- Prompt
Set the records down again. Match every line exactly.

- Stored items
┌──

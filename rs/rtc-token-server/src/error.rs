use axum::Json;
use axum::http::StatusCode;
use axum::response::{IntoResponse, Response};
use serde::Serialize;

/// A failure returned to the caller.
///
/// Internal causes are logged where they happen and never included in the message.
#[derive(thiserror::Error, Debug, Clone, PartialEq, Eq)]
pub enum IssueError {
	#[error("the request must include valid credentials")]
	Unauthenticated,

	#[error("the request must include a non-empty \"channelName\" argument of at most 65535 bytes")]
	InvalidArgument,

	#[error("server credentials are not configured")]
	MissingCredentials,

	#[error("failed to generate token")]
	SignerFailed,
}

impl IssueError {
	/// The caller-visible error kind.
	pub fn status(&self) -> &'static str {
		match self {
			Self::Unauthenticated => "UNAUTHENTICATED",
			Self::InvalidArgument => "INVALID_ARGUMENT",
			Self::MissingCredentials | Self::SignerFailed => "INTERNAL",
		}
	}

	pub fn http_status(&self) -> StatusCode {
		match self {
			Self::Unauthenticated => StatusCode::UNAUTHORIZED,
			Self::InvalidArgument => StatusCode::BAD_REQUEST,
			Self::MissingCredentials | Self::SignerFailed => StatusCode::INTERNAL_SERVER_ERROR,
		}
	}
}

#[derive(Serialize)]
struct ErrorBody {
	error: ErrorDetail,
}

#[derive(Serialize)]
struct ErrorDetail {
	status: &'static str,
	message: String,
}

impl IntoResponse for IssueError {
	fn into_response(self) -> Response {
		let body = ErrorBody {
			error: ErrorDetail {
				status: self.status(),
				message: self.to_string(),
			},
		};

		(self.http_status(), Json(body)).into_response()
	}
}

#[cfg(test)]
mod tests {
	use super::*;

	#[test]
	fn test_kinds() {
		assert_eq!(IssueError::Unauthenticated.status(), "UNAUTHENTICATED");
		assert_eq!(IssueError::InvalidArgument.status(), "INVALID_ARGUMENT");
		assert_eq!(IssueError::MissingCredentials.status(), "INTERNAL");
		assert_eq!(IssueError::SignerFailed.status(), "INTERNAL");
	}

	#[tokio::test]
	async fn test_response() {
		let res = IssueError::InvalidArgument.into_response();
		assert_eq!(res.status(), StatusCode::BAD_REQUEST);

		let body = axum::body::to_bytes(res.into_body(), 1024).await.unwrap();
		let json: serde_json::Value = serde_json::from_slice(&body).unwrap();
		assert_eq!(json["error"]["status"], "INVALID_ARGUMENT");
		assert!(json["error"]["message"].as_str().unwrap().contains("channelName"));
	}
}
use std::path::PathBuf;
use std::sync::Arc;

use anyhow::Context;
use axum::extract::State;
use axum::http::header::{AUTHORIZATION, CONTENT_TYPE};
use axum::http::{HeaderMap, Method};
use axum::routing::{get, post};
use axum::{Json, Router};
use bytes::Bytes;
use clap::Args;
use serde::{Deserialize, Serialize};
use tower_http::cors::{Any, CorsLayer};

use crate::{IdentityVerifier, IssueError, IssueRequest, IssueResponse, Issuer, MetricsSnapshot, MetricsTracker};

const DEFAULT_BIND: &str = "[::]:8080";

#[derive(Args, Clone, Debug, Default, Deserialize)]
#[serde(deny_unknown_fields, default)]
pub struct WebConfig {
	/// Listen for HTTP requests on the given address, defaults to [::]:8080.
	#[arg(id = "web-bind", long = "web-bind", env = "WEB_BIND")]
	pub bind: Option<String>,

	/// Serve HTTPS using this PEM certificate chain.
	#[arg(id = "web-tls-cert", long = "web-tls-cert", requires = "web-tls-key")]
	pub tls_cert: Option<PathBuf>,

	/// The PEM private key for --web-tls-cert.
	#[arg(id = "web-tls-key", long = "web-tls-key", requires = "web-tls-cert")]
	pub tls_key: Option<PathBuf>,
}

#[derive(Clone)]
pub struct WebState {
	pub verifier: Arc<dyn IdentityVerifier>,
	pub issuer: Arc<Issuer>,
	pub metrics: MetricsTracker,
}

pub struct Web {
	app: Router,
	config: WebConfig,
}

impl Web {
	pub fn new(state: WebState, config: WebConfig) -> Self {
		Self {
			app: Self::router(state),
			config,
		}
	}

	pub fn router(state: WebState) -> Router {
		let cors = CorsLayer::new()
			.allow_origin(Any)
			.allow_methods([Method::GET, Method::POST])
			.allow_headers([AUTHORIZATION, CONTENT_TYPE]);

		Router::new()
			.route("/generateAgoraToken", post(serve_token))
			.route("/token", post(serve_token))
			.route("/health", get(serve_health))
			.route("/metrics", get(serve_metrics))
			.layer(cors)
			.with_state(state)
	}

	pub async fn run(self) -> anyhow::Result<()> {
		let bind = self.config.bind.as_deref().unwrap_or(DEFAULT_BIND);
		let listen = tokio::net::lookup_host(bind)
			.await
			.context("invalid listen address")?
			.next()
			.context("invalid listen address")?;

		let app = self.app.into_make_service();

		match (&self.config.tls_cert, &self.config.tls_key) {
			(Some(cert), Some(key)) => {
				let tls = axum_server::tls_rustls::RustlsConfig::from_pem_file(cert, key)
					.await
					.context("failed to load TLS certificate")?;

				tracing::info!(%listen, "listening (https)");
				axum_server::bind_rustls(listen, tls).serve(app).await?;
			}
			(None, None) => {
				tracing::info!(%listen, "listening (http)");
				axum_server::bind(listen).serve(app).await?;
			}
			_ => anyhow::bail!("both --web-tls-cert and --web-tls-key are required"),
		}

		Ok(())
	}
}

/// The callable envelope: arguments are nested under `data`.
#[derive(Default, Deserialize)]
#[serde(default)]
struct CallableRequest {
	data: IssueRequest,
}

/// The callable envelope: the return value is nested under `result`.
#[derive(Serialize)]
struct CallableResponse<T> {
	result: T,
}

fn bearer(headers: &HeaderMap) -> Option<&str> {
	let value = headers.get(AUTHORIZATION)?.to_str().ok()?;
	value
		.strip_prefix("Bearer ")
		.or_else(|| value.strip_prefix("bearer "))
		.map(str::trim)
}

async fn serve_token(
	State(state): State<WebState>,
	headers: HeaderMap,
	body: Bytes,
) -> Result<Json<CallableResponse<IssueResponse>>, IssueError> {
	let identity = state.verifier.verify(bearer(&headers));

	// A malformed body is reported as a missing argument, after authentication.
	let request = match serde_json::from_slice::<CallableRequest>(&body) {
		Ok(request) => request.data,
		Err(err) => {
			tracing::debug!(%err, "malformed request body");
			IssueRequest::default()
		}
	};

	let result = state.issuer.issue(identity.as_ref(), &request);
	state.metrics.record(&result);

	if let Err(err) = &result {
		tracing::info!(%err, status = err.status(), "rejected token request");
	}

	Ok(Json(CallableResponse { result: result? }))
}

async fn serve_health() -> &'static str {
	"ok"
}

async fn serve_metrics(State(state): State<WebState>) -> Json<MetricsSnapshot> {
	Json(state.metrics.snapshot())
}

└──

- Response to the exercise
filename rs/rtc-token-server/src/error.rs
use axum::Json;
use axum::http::StatusCode;
use axum::response::{IntoResponse, Response};
use serde::Serialize;

/// A failure returned to the caller.
///
/// Internal causes are logged where they happen and never included in the message.
#[derive(thiserror::Error, Debug, Clone, PartialEq, Eq)]
pub enum IssueError {
	#[error("the request must include valid credentials")]
	Unauthenticated,

	#[error("the request must include a non-empty \"channelName\" argument of at most 65535 bytes")]
	InvalidArgument,

	#[error("server credentials are not configured")]
	MissingCredentials,

	#[error("failed to generate token")]
	SignerFailed,
}

impl IssueError {
	/// The caller-visible error kind.
	pub fn status(&self) -> &'static str {
		match self {
			Self::Unauthenticated => "UNAUTHENTICATED",
			Self::InvalidArgument => "INVALID_ARGUMENT",
			Self::MissingCredentials | Self::SignerFailed => "INTERNAL",
		}
	}

	pub fn http_status(&self) -> StatusCode {
		match self {
			Self::Unauthenticated => StatusCode::UNAUTHORIZED,
			Self::InvalidArgument => StatusCode::BAD_REQUEST,
			Self::MissingCredentials | Self::SignerFailed => StatusCode::INTERNAL_SERVER_ERROR,
		}
	}
}

#[derive(Serialize)]
struct ErrorBody {
	error: ErrorDetail,
}

#[derive(Serialize)]
struct ErrorDetail {
	status: &'static str,
	message: String,
}

impl IntoResponse for IssueError {
	fn into_response(self) -> Response {
		let body = ErrorBody {
			error: ErrorDetail {
				status: self.status(),
				message: self.to_string(),
			},
		};

		(self.http_status(), Json(body)).into_response()
	}
}

#[cfg(test)]
mod tests {
	use super::*;

	#[test]
	fn test_kinds() {
		assert_eq!(IssueError::Unauthenticated.status(), "UNAUTHENTICATED");
		assert_eq!(IssueError::InvalidArgument.status(), "INVALID_ARGUMENT");
		assert_eq!(IssueError::MissingCredentials.status(), "INTERNAL");
		assert_eq!(IssueError::SignerFailed.status(), "INTERNAL");
	}

	#[tokio::test]
	async fn test_response() {
		let res = IssueError::InvalidArgument.into_response();
		assert_eq!(res.status(), StatusCode::BAD_REQUEST);

		let body = axum::body::to_bytes(res.into_body(), 1024).await.unwrap();
		let json: serde_json::Value = serde_json::from_slice(&body).unwrap();
		assert_eq!(json["error"]["status"], "INVALID_ARGUMENT");
		assert!(json["error"]["message"].as_str().unwrap().contains("channelName"));
	}
}
use std::path::PathBuf;
use std::sync::Arc;

use anyhow::Context;
use axum::extract::State;
use axum::http::header::{AUTHORIZATION, CONTENT_TYPE};
use axum::http::{HeaderMap, Method};
use axum::routing::{get, post};
use axum::{Json, Router};
use bytes::Bytes;
use clap::Args;
use serde::{Deserialize, Serialize};
use tower_http::cors::{Any, CorsLayer};

use crate::{IdentityVerifier, IssueError, IssueRequest, IssueResponse, Issuer, MetricsSnapshot, MetricsTracker};

const DEFAULT_BIND: &str = "[::]:8080";

#[derive(Args, Clone, Debug, Default, Deserialize)]
#[serde(deny_unknown_fields, default)]
pub struct WebConfig {
	/// Listen for HTTP requests on the given address, defaults to [::]:8080.
	#[arg(id = "web-bind", long = "web-bind", env = "WEB_BIND")]
	pub bind: Option<String>,

	/// Serve HTTPS using this PEM certificate chain.
	#[arg(id = "web-tls-cert", long = "web-tls-cert", requires = "web-tls-key")]
	pub tls_cert: Option<PathBuf>,

	/// The PEM private key for --web-tls-cert.
	#[arg(id = "web-tls-key", long = "web-tls-key", requires = "web-tls-cert")]
	pub tls_key: Option<PathBuf>,
}

#[derive(Clone)]
pub struct WebState {
	pub verifier: Arc<dyn IdentityVerifier>,
	pub issuer: Arc<Issuer>,
	pub metrics: MetricsTracker,
}

pub struct Web {
	app: Router,
	config: WebConfig,
}

impl Web {
	pub fn new(state: WebState, config: WebConfig) -> Self {
		Self {
			app: Self::router(state),
			config,
		}
	}

	pub fn router(state: WebState) -> Router {
		let cors = CorsLayer::new()
			.allow_origin(Any)
			.allow_methods([Method::GET, Method::POST])
			.allow_headers([AUTHORIZATION, CONTENT_TYPE]);

		Router::new()
			.route("/generateAgoraToken", post(serve_token))
			.route("/token", post(serve_token))
			.route("/health", get(serve_health))
			.route("/metrics", get(serve_metrics))
			.layer(cors)
			.with_state(state)
	}

	pub async fn run(self) -> anyhow::Result<()> {
		let bind = self.config.bind.as_deref().unwrap_or(DEFAULT_BIND);
		let listen = tokio::net::lookup_host(bind)
			.await
			.context("invalid listen address")?
			.next()
			.context("invalid listen address")?;

		let app = self.app.into_make_service();

		match (&self.config.tls_cert, &self.config.tls_key) {
			(Some(cert), Some(key)) => {
				let tls = axum_server::tls_rustls::RustlsConfig::from_pem_file(cert, key)
					.await
					.context("failed to load TLS certificate")?;

				tracing::info!(%listen, "listening (https)");
				axum_server::bind_rustls(listen, tls).serve(app).await?;
			}
			(None, None) => {
				tracing::info!(%listen, "listening (http)");
				axum_server::bind(listen).serve(app).await?;
			}
			_ => anyhow::bail!("both --web-tls-cert and --web-tls-key are required"),
		}

		Ok(())
	}
}

/// The callable envelope: arguments are nested under `data`.
#[derive(Default, Deserialize)]
#[serde(default)]
struct CallableRequest {
	data: IssueRequest,
}

/// The callable envelope: the return value is nested under `result`.
#[derive(Serialize)]
struct CallableResponse<T> {
	result: T,
}

fn bearer(headers: &HeaderMap) -> Option<&str> {
	let value = headers.get(AUTHORIZATION)?.to_str().ok()?;
	value
		.strip_prefix("Bearer ")
		.or_else(|| value.strip_prefix("bearer "))
		.map(str::trim)
}

async fn serve_token(
	State(state): State<WebState>,
	headers: HeaderMap,
	body: Bytes,
) -> Result<Json<CallableResponse<IssueResponse>>, IssueError> {
	let identity = state.verifier.verify(bearer(&headers));

	// A malformed body is reported as a missing argument, after authentication.
	let request = match serde_json::from_slice::<CallableRequest>(&body) {
		Ok(request) => request.data,
		Err(err) => {
			tracing::debug!(%err, "malformed request body");
			IssueRequest::default()
		}
	};

	let result = state.issuer.issue(identity.as_ref(), &request);
	state.metrics.record(&result);

	if let Err(err) = &result {
		tracing::info!(%err, status = err.status(), "rejected token request");
	}

	Ok(Json(CallableResponse { result: result? }))
}

async fn serve_health() -> &'static str {
	"ok"
}

async fn serve_metrics(State(state): State<WebState>) -> Json<MetricsSnapshot> {
	Json(state.metrics.snapshot())
}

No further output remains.